For 22 years, Emily Mann has been one notable exception, heading Princeton, N.J.’s McCarter Theatre Center while continuing to write and direct her own work there (Having Our Say, Execution of Justice, Mrs. Packard) and directing the works of Nilo Cruz, Edward Albee, Danai Gurira and Christopher Durang. When, this past year, two theatres—Baltimore’s CENTERSTAGE and Chicago’s Victory Gardens Theater—named playwrights to their artistic helms, it looked at last like Mann might no longer be so alone.
American Theatre sat down last month with Mann and Chay Yew, the playwright/director (A Language of Their Own, Porcelain, Red) who began this year as artistic director of Victory Gardens, to see if these two writer/producers—one seasoned at the juggling act, another just starting—had advice or questions to share.
AMERICAN THEATRE: Kwame Kwei-Armah just started as artistic director at CENTERSTAGE, but I can’t think of many other playwrights who run theatres in the U.S.

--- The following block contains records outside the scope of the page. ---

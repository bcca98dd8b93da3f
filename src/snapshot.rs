//! CSV snapshot of the enriched table.
//!
//! The layout follows a dataframe export: a leading unnamed positional index,
//! `True`/`False` booleans and empty cells for missing values.
use std::collections::BTreeMap;
use std::fs::File;
use std::io::{Read, Write};
use std::path::Path;

use thiserror::Error;
use tracing::info;

use crate::corpus::models::{EnrichedRow, EnrichedTable, ID_COLUMN};
use crate::sentiment::SentimentScores;

const TEXT: &str = "Text";
const CONTAINS_TOPIC: &str = "contains_topic";
const SENTIMENT_COLUMNS: [&str; 4] = ["neg", "neu", "pos", "compound"];
const AGE: &str = "Age";
const IS_FEMALE: &str = "is_female";
const MONTH: &str = "Month";

#[derive(Error, Debug)]
pub enum SnapshotError {
    #[error("failed to access {path}: {source}")]
    Io {
        path: String,
        #[source]
        source: std::io::Error,
    },

    #[error(transparent)]
    Csv(#[from] csv::Error),

    #[error("snapshot has no `{0}` column")]
    MissingColumn(&'static str),

    #[error("row {row}: invalid {column} value {value:?}")]
    InvalidValue {
        row: usize,
        column: &'static str,
        value: String,
    },
}

fn format_bool(value: bool) -> &'static str {
    if value { "True" } else { "False" }
}

/// Shortest round-trip form, always with a fractional part (`52.0`, not `52`).
fn format_f64(value: f64) -> String {
    let text = value.to_string();
    if value.is_finite() && !text.contains('.') {
        format!("{text}.0")
    } else {
        text
    }
}

fn format_opt_f64(value: Option<f64>) -> String {
    value.map(format_f64).unwrap_or_default()
}

/// Header row for a table with the given metadata columns.
pub fn header(metadata_columns: &[String]) -> Vec<String> {
    let mut columns = vec![String::new(), ID_COLUMN.to_string(), TEXT.to_string()];
    columns.push(CONTAINS_TOPIC.to_string());
    columns.extend(SENTIMENT_COLUMNS.iter().map(|c| (*c).to_string()));
    columns.extend(metadata_columns.iter().cloned());
    columns.extend([AGE, IS_FEMALE, MONTH].iter().map(|c| (*c).to_string()));
    columns
}

/// Write the table as CSV to any writer.
pub fn write_csv<W: Write>(table: &EnrichedTable, writer: W) -> Result<(), SnapshotError> {
    let mut wtr = csv::Writer::from_writer(writer);
    wtr.write_record(header(&table.metadata_columns))?;

    for (index, row) in table.rows.iter().enumerate() {
        let mut record = vec![index.to_string(), row.id.clone(), row.text.clone()];
        record.push(format_bool(row.contains_topic).to_string());
        match &row.sentiment {
            Some(s) => record.extend([s.neg, s.neu, s.pos, s.compound].map(format_f64)),
            None => record.extend(std::iter::repeat_n(String::new(), 4)),
        }
        for column in &table.metadata_columns {
            record.push(row.attr(column).unwrap_or_default().to_string());
        }
        record.push(format_opt_f64(row.age));
        record.push(format_bool(row.is_female).to_string());
        record.push(row.month.map(|m| m.to_string()).unwrap_or_default());
        wtr.write_record(&record)?;
    }

    wtr.flush().map_err(|source| SnapshotError::Io {
        path: "<writer>".into(),
        source,
    })?;
    Ok(())
}

/// Write the table to `path`, creating parent directories as needed.
pub fn save(table: &EnrichedTable, path: &Path) -> Result<(), SnapshotError> {
    let io_err = |source| SnapshotError::Io {
        path: path.display().to_string(),
        source,
    };
    if let Some(parent) = path.parent().filter(|p| !p.as_os_str().is_empty()) {
        std::fs::create_dir_all(parent).map_err(io_err)?;
    }
    let file = File::create(path).map_err(io_err)?;
    write_csv(table, file)?;
    info!("Saved {} rows to {}", table.rows.len(), path.display());
    Ok(())
}

fn parse_bool(row: usize, column: &'static str, value: &str) -> Result<bool, SnapshotError> {
    match value {
        "True" | "true" => Ok(true),
        "False" | "false" => Ok(false),
        other => Err(SnapshotError::InvalidValue {
            row,
            column,
            value: other.to_string(),
        }),
    }
}

fn parse_opt<T: std::str::FromStr>(
    row: usize,
    column: &'static str,
    value: &str,
) -> Result<Option<T>, SnapshotError> {
    if value.is_empty() {
        return Ok(None);
    }
    value
        .parse()
        .map(Some)
        .map_err(|_| SnapshotError::InvalidValue {
            row,
            column,
            value: value.to_string(),
        })
}

/// Read a snapshot previously written by [`write_csv`].
pub fn read_csv<R: Read>(reader: R) -> Result<EnrichedTable, SnapshotError> {
    let mut rdr = csv::Reader::from_reader(reader);
    let headers: Vec<String> = rdr.headers()?.iter().map(str::to_string).collect();

    let position = |name: &'static str| {
        headers
            .iter()
            .position(|h| h == name)
            .ok_or(SnapshotError::MissingColumn(name))
    };
    let id_at = position(ID_COLUMN)?;
    let text_at = position(TEXT)?;
    let topic_at = position(CONTAINS_TOPIC)?;
    let sentiment_at = [
        position(SENTIMENT_COLUMNS[0])?,
        position(SENTIMENT_COLUMNS[1])?,
        position(SENTIMENT_COLUMNS[2])?,
        position(SENTIMENT_COLUMNS[3])?,
    ];
    let age_at = position(AGE)?;
    let female_at = position(IS_FEMALE)?;
    let month_at = position(MONTH)?;

    let mut reserved = vec![id_at, text_at, topic_at, age_at, female_at, month_at];
    reserved.extend(sentiment_at);
    if headers.first().is_some_and(|h| h.is_empty()) {
        reserved.push(0);
    }
    let metadata: Vec<(usize, String)> = headers
        .iter()
        .enumerate()
        .filter(|(i, _)| !reserved.contains(i))
        .map(|(i, h)| (i, h.clone()))
        .collect();

    let mut rows = Vec::new();
    for (n, record) in rdr.records().enumerate() {
        let record = record?;
        let field = |i: usize| record.get(i).unwrap_or_default();

        let components: Vec<Option<f64>> = sentiment_at
            .iter()
            .zip(SENTIMENT_COLUMNS)
            .map(|(&i, name)| parse_opt::<f64>(n, name, field(i)))
            .collect::<Result<_, _>>()?;
        let sentiment = match components.as_slice() {
            [Some(neg), Some(neu), Some(pos), Some(compound)] => Some(SentimentScores {
                neg: *neg,
                neu: *neu,
                pos: *pos,
                compound: *compound,
            }),
            _ => None,
        };

        let attributes: BTreeMap<String, String> = metadata
            .iter()
            .filter(|(i, _)| !field(*i).is_empty())
            .map(|(i, h)| (h.clone(), field(*i).to_string()))
            .collect();

        rows.push(EnrichedRow {
            id: field(id_at).to_string(),
            text: field(text_at).to_string(),
            contains_topic: parse_bool(n, CONTAINS_TOPIC, field(topic_at))?,
            sentiment,
            attributes,
            age: parse_opt(n, AGE, field(age_at))?,
            is_female: parse_bool(n, IS_FEMALE, field(female_at))?,
            month: parse_opt(n, MONTH, field(month_at))?,
        });
    }

    Ok(EnrichedTable {
        metadata_columns: metadata.into_iter().map(|(_, h)| h).collect(),
        rows,
    })
}

/// Load a snapshot from `path`.
pub fn load(path: &Path) -> Result<EnrichedTable, SnapshotError> {
    let file = File::open(path).map_err(|source| SnapshotError::Io {
        path: path.display().to_string(),
        source,
    })?;
    let table = read_csv(file)?;
    info!("Loaded {} rows from {}", table.rows.len(), path.display());
    Ok(table)
}
use std::fs;
use std::path::{Path, PathBuf};

use indicatif::{ProgressBar, ProgressStyle};
use tracing::{debug, info};

use super::CorpusError;
use super::keywords::TopicPattern;

/// Whether a raw speech line mentions a topic.
///
/// The line is split on its first whitespace run; only the text after the
/// identifier is searched. Lines without text never match.
pub fn line_mentions_topic(line: &str, pattern: &TopicPattern) -> bool {
    match line.trim().split_once(char::is_whitespace) {
        Some((_, text)) => pattern.is_match(text.trim_start()),
        None => false,
    }
}

/// Whether any non-empty line of `content` mentions a topic.
pub fn document_mentions_topic(content: &str, pattern: &TopicPattern) -> bool {
    content
        .lines()
        .filter(|l| !l.trim().is_empty())
        .any(|l| line_mentions_topic(l, pattern))
}

/// List the `.txt` speech files directly inside `dir`, sorted by path.
pub fn list_speech_files(dir: &Path) -> Result<Vec<PathBuf>, CorpusError> {
    let entries = fs::read_dir(dir).map_err(|e| CorpusError::io(dir, e))?;
    let mut files = Vec::new();
    for entry in entries {
        let path = entry.map_err(|e| CorpusError::io(dir, e))?.path();
        if path.is_file() && path.extension().and_then(|e| e.to_str()) == Some("txt") {
            files.push(path);
        }
    }
    files.sort();
    Ok(files)
}

/// Scan every speech file in `dir` and return those with at least one
/// topic-matching line.
pub fn select_documents(dir: &Path, pattern: &TopicPattern) -> Result<Vec<PathBuf>, CorpusError> {
    let files = list_speech_files(dir)?;
    info!("Scanning {} speech files in {}", files.len(), dir.display());

    let pb = ProgressBar::new(files.len() as u64);
    pb.set_style(
        ProgressStyle::default_bar()
            .template("  {bar:40.cyan/blue} {pos}/{len} {msg}")
            .expect("valid template")
            .progress_chars("█▓░"),
    );

    let mut selected = Vec::new();
    for path in files {
        let content = fs::read_to_string(&path).map_err(|e| CorpusError::io(&path, e))?;
        if document_mentions_topic(&content, pattern) {
            debug!("Selected {}", path.display());
            selected.push(path);
        }
        pb.inc(1);
    }
    pb.finish_and_clear();

    info!("Selected {} documents", selected.len());
    Ok(selected)
}
//! Enrichment pipeline: select documents, load their tables, flag topic
//! mentions, score sentiment, join metadata and derive Age/Gender/Month.
use std::collections::{BTreeMap, HashMap};
use std::path::Path;

use thiserror::Error;
use tracing::info;

use crate::corpus::CorpusError;
use crate::corpus::keywords::TopicPattern;
use crate::corpus::loader::{CorpusTables, load_tables};
use crate::corpus::models::{
    DATE, EnrichedRow, EnrichedTable, ID_COLUMN, MetadataRow, SPEAKER_BIRTH, SPEAKER_GENDER,
    SpeechRow, dedup_by_id,
};
use crate::corpus::selector::select_documents;
use crate::sentiment::{SentimentError, SentimentScorer, SentimentScores};

#[derive(Error, Debug)]
pub enum PipelineError {
    #[error(transparent)]
    Corpus(#[from] CorpusError),

    #[error("sentiment scoring failed for speech {id}: {source}")]
    Sentiment {
        id: String,
        #[source]
        source: SentimentError,
    },
}

/// Row counts at each stage of a pipeline run.
#[derive(Debug, Default, Clone, PartialEq, Eq)]
pub struct PipelineReport {
    pub documents_selected: usize,
    pub speech_rows: usize,
    pub unique_speeches: usize,
    pub flagged: usize,
    pub final_rows: usize,
}

/// `reference_year - birth`, or `None` when the birth year is missing or not numeric.
pub fn derive_age(birth: Option<&str>, reference_year: i32) -> Option<f64> {
    let birth: f64 = birth?.trim().parse().ok()?;
    birth
        .is_finite()
        .then(|| f64::from(reference_year) - birth)
}

/// Month from the second dash-delimited segment of a `YYYY-MM-DD` date.
///
/// A missing date gives `None`; a present but malformed one is an error.
pub fn derive_month(id: &str, date: Option<&str>) -> Result<Option<u32>, CorpusError> {
    let Some(date) = date else {
        return Ok(None);
    };
    let malformed = || CorpusError::MalformedDate {
        id: id.to_string(),
        date: date.to_string(),
    };
    let month: u32 = date
        .split('-')
        .nth(1)
        .ok_or_else(malformed)?
        .trim()
        .parse()
        .map_err(|_| malformed())?;
    if !(1..=12).contains(&month) {
        return Err(malformed());
    }
    Ok(Some(month))
}

/// A speech row with its topic flag and, for flagged rows only, its scores.
#[derive(Debug, Clone, PartialEq)]
pub struct ScoredSpeech {
    pub speech: SpeechRow,
    pub contains_topic: bool,
    pub sentiment: Option<SentimentScores>,
}

/// Flag every row against the topic pattern and score the flagged ones.
pub fn score_speeches<S: SentimentScorer + ?Sized>(
    speeches: Vec<SpeechRow>,
    pattern: &TopicPattern,
    scorer: &S,
) -> Result<Vec<ScoredSpeech>, PipelineError> {
    speeches
        .into_iter()
        .map(|speech| {
            let contains_topic = pattern.is_match(&speech.text);
            let sentiment = if contains_topic {
                let scores = scorer
                    .score(&speech.text)
                    .map_err(|source| PipelineError::Sentiment {
                        id: speech.id.clone(),
                        source,
                    })?;
                Some(scores)
            } else {
                None
            };
            Ok(ScoredSpeech {
                speech,
                contains_topic,
                sentiment,
            })
        })
        .collect()
}

/// Flag, score, join and filter the loaded tables.
pub fn enrich<S: SentimentScorer + ?Sized>(
    tables: CorpusTables,
    pattern: &TopicPattern,
    scorer: &S,
    reference_year: i32,
    report: &mut PipelineReport,
) -> Result<EnrichedTable, PipelineError> {
    report.speech_rows = tables.speeches.len();

    let speeches: Vec<SpeechRow> = dedup_by_id(tables.speeches, |s| s.id.as_str());
    let metadata: Vec<MetadataRow> = dedup_by_id(tables.metadata.rows, |m| m.id.as_str());
    report.unique_speeches = speeches.len();

    let scored = score_speeches(speeches, pattern, scorer)?;
    report.flagged = scored.iter().filter(|s| s.contains_topic).count();

    let metadata_by_id: HashMap<&str, &MetadataRow> =
        metadata.iter().map(|m| (m.id.as_str(), m)).collect();

    let mut rows = Vec::new();
    for ScoredSpeech {
        speech,
        contains_topic,
        sentiment,
    } in scored
    {
        if !contains_topic {
            continue;
        }

        let matched = metadata_by_id.get(speech.id.as_str());
        let attributes: BTreeMap<String, String> = matched
            .map(|m| {
                m.fields
                    .iter()
                    .filter(|(k, v)| k.as_str() != ID_COLUMN && !v.is_empty())
                    .map(|(k, v)| (k.clone(), v.clone()))
                    .collect()
            })
            .unwrap_or_default();

        let age = derive_age(attributes.get(SPEAKER_BIRTH).map(String::as_str), reference_year);
        let is_female = attributes.get(SPEAKER_GENDER).map(String::as_str) == Some("F");
        // An empty Date cell is present but malformed, unlike an absent one.
        let date = matched.and_then(|m| m.fields.get(DATE)).map(String::as_str);
        let month = derive_month(&speech.id, date)?;

        rows.push(EnrichedRow {
            id: speech.id,
            text: speech.text,
            contains_topic,
            sentiment,
            attributes,
            age,
            is_female,
            month,
        });
    }
    report.final_rows = rows.len();

    let metadata_columns = tables
        .metadata
        .columns
        .into_iter()
        .filter(|c| c != ID_COLUMN)
        .collect();

    Ok(EnrichedTable {
        metadata_columns,
        rows,
    })
}

/// Run the whole pipeline over a directory of speech documents.
pub fn build_corpus<T, S>(
    speeches_dir: &Path,
    topics: &[T],
    scorer: &S,
    reference_year: i32,
) -> Result<(EnrichedTable, PipelineReport), PipelineError>
where
    T: AsRef<str>,
    S: SentimentScorer + ?Sized,
{
    let pattern = TopicPattern::build(topics)?;
    let documents = select_documents(speeches_dir, &pattern)?;
    let tables = load_tables(&documents)?;

    let mut report = PipelineReport {
        documents_selected: documents.len(),
        ..Default::default()
    };
    let table = enrich(tables, &pattern, scorer, reference_year, &mut report)?;

    info!(
        "Pipeline finished: {} documents, {} speech rows ({} unique), {} flagged, {} kept",
        report.documents_selected,
        report.speech_rows,
        report.unique_speeches,
        report.flagged,
        report.final_rows
    );
    Ok((table, report))
}

#[cfg(test)]
mod tests {
    use super::*;
    use crate::corpus::models::MetadataTable;
    use crate::sentiment::mock::MockScorer;

    fn speech(id: &str, text: &str) -> SpeechRow {
        SpeechRow {
            id: id.into(),
            text: text.into(),
        }
    }

    fn meta(id: &str, pairs: &[(&str, &str)]) -> MetadataRow {
        let mut fields: HashMap<String, String> =
            pairs.iter().map(|(k, v)| (k.to_string(), v.to_string())).collect();
        fields.insert(ID_COLUMN.into(), id.into());
        MetadataRow {
            id: id.into(),
            fields,
        }
    }

    fn run(speeches: Vec<SpeechRow>, rows: Vec<MetadataRow>) -> Result<EnrichedTable, PipelineError> {
        let mut metadata = MetadataTable::default();
        metadata.add_columns(["ID", "Speaker_birth", "Speaker_gender", "Date"]);
        metadata.rows = rows;
        let pattern = TopicPattern::build(&["military", "drone"]).unwrap();
        enrich(
            CorpusTables { speeches, metadata },
            &pattern,
            &MockScorer,
            2022,
            &mut PipelineReport::default(),
        )
    }

    #[test]
    fn test_scores_present_only_for_flagged_rows() {
        let pattern = TopicPattern::build(&["military", "drone"]).unwrap();
        let scored = score_speeches(
            vec![
                speech("1", "The military uses drones today."),
                speech("2", "The weather was nice."),
                speech("3", "A DRONE strike."),
            ],
            &pattern,
            &MockScorer,
        )
        .unwrap();
        for row in &scored {
            assert_eq!(row.contains_topic, row.sentiment.is_some(), "{row:?}");
            if let Some(s) = row.sentiment {
                assert!((-1.0..=1.0).contains(&s.compound));
            }
        }
        let flags: Vec<bool> = scored.iter().map(|r| r.contains_topic).collect();
        assert_eq!(flags, vec![true, false, true]);
    }

    #[test]
    fn test_derive_age() {
        assert_eq!(derive_age(Some("1970"), 2022), Some(52.0));
        assert_eq!(derive_age(Some(" 1980.0 "), 2022), Some(42.0));
        assert_eq!(derive_age(Some("abc"), 2022), None);
        assert_eq!(derive_age(Some(""), 2022), None);
        assert_eq!(derive_age(None, 2022), None);
    }

    #[test]
    fn test_derive_month() {
        assert_eq!(derive_month("1", Some("2022-03-15")).unwrap(), Some(3));
        assert_eq!(derive_month("1", None).unwrap(), None);
        assert!(matches!(
            derive_month("1", Some("2022")),
            Err(CorpusError::MalformedDate { .. })
        ));
        assert!(derive_month("1", Some("2022-xx-01")).is_err());
        assert!(derive_month("1", Some("2022-13-01")).is_err());
    }

    #[test]
    fn test_only_topic_rows_survive_with_scores() {
        let table = run(
            vec![
                speech("1", "The military uses drones today."),
                speech("2", "The weather was nice."),
            ],
            vec![
                meta("1", &[("Speaker_birth", "1970"), ("Speaker_gender", "F"), ("Date", "2022-03-15")]),
                meta("2", &[("Speaker_birth", "1960"), ("Date", "2022-04-01")]),
            ],
        )
        .unwrap();

        assert_eq!(table.rows.len(), 1);
        let row = &table.rows[0];
        assert_eq!(row.id, "1");
        assert!(row.contains_topic);
        let compound = row.compound().unwrap();
        assert!((-1.0..=1.0).contains(&compound));
        assert_eq!(row.age, Some(52.0));
        assert!(row.is_female);
        assert_eq!(row.month, Some(3));
        assert_eq!(table.metadata_columns, vec!["Speaker_birth", "Speaker_gender", "Date"]);
    }

    #[test]
    fn test_dedup_first_seen_before_join() {
        let table = run(
            vec![
                speech("1", "Military first."),
                speech("1", "Military second."),
            ],
            vec![
                meta("1", &[("Date", "2022-01-10")]),
                meta("1", &[("Date", "2022-09-10")]),
            ],
        )
        .unwrap();
        assert_eq!(table.rows.len(), 1);
        assert_eq!(table.rows[0].text, "Military first.");
        assert_eq!(table.rows[0].month, Some(1));
    }

    #[test]
    fn test_left_join_keeps_unmatched_rows() {
        let table = run(vec![speech("9", "Drones again.")], vec![]).unwrap();
        assert_eq!(table.rows.len(), 1);
        let row = &table.rows[0];
        assert!(row.attributes.is_empty());
        assert_eq!(row.age, None);
        assert!(!row.is_female);
        assert_eq!(row.month, None);
    }

    #[test]
    fn test_malformed_date_is_fatal() {
        let err = run(
            vec![speech("1", "Military budget.")],
            vec![meta("1", &[("Date", "2022")])],
        )
        .unwrap_err();
        assert!(matches!(
            err,
            PipelineError::Corpus(CorpusError::MalformedDate { .. })
        ));
    }

    #[test]
    fn test_empty_date_is_fatal() {
        let err = run(
            vec![speech("1", "Drones over the border.")],
            vec![meta("1", &[("Speaker_party", "VVD"), ("Date", ""), ("Body", "Lower house")])],
        )
        .unwrap_err();
        assert!(matches!(
            err,
            PipelineError::Corpus(CorpusError::MalformedDate { ref date, .. }) if date.is_empty()
        ));
    }

    #[test]
    fn test_non_numeric_birth_is_tolerated() {
        let table = run(
            vec![speech("1", "Military budget.")],
            vec![meta("1", &[("Speaker_birth", "abc"), ("Date", "2022-06-01")])],
        )
        .unwrap();
        assert_eq!(table.rows[0].age, None);
    }
}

EMILY MANN: George Wolfe is not running a theatre anymore, and he told me that one of the reasons he stopped [heading New York’s Public Theater] is that it prevented him from writing. There’s Carey Perloff [at American Conservatory Theater], and Tony Taccone [at Berkeley Repertory Theatre], who has just started writing. But in terms of people who are known as playwrights, it’s a smaller group.
Why is that?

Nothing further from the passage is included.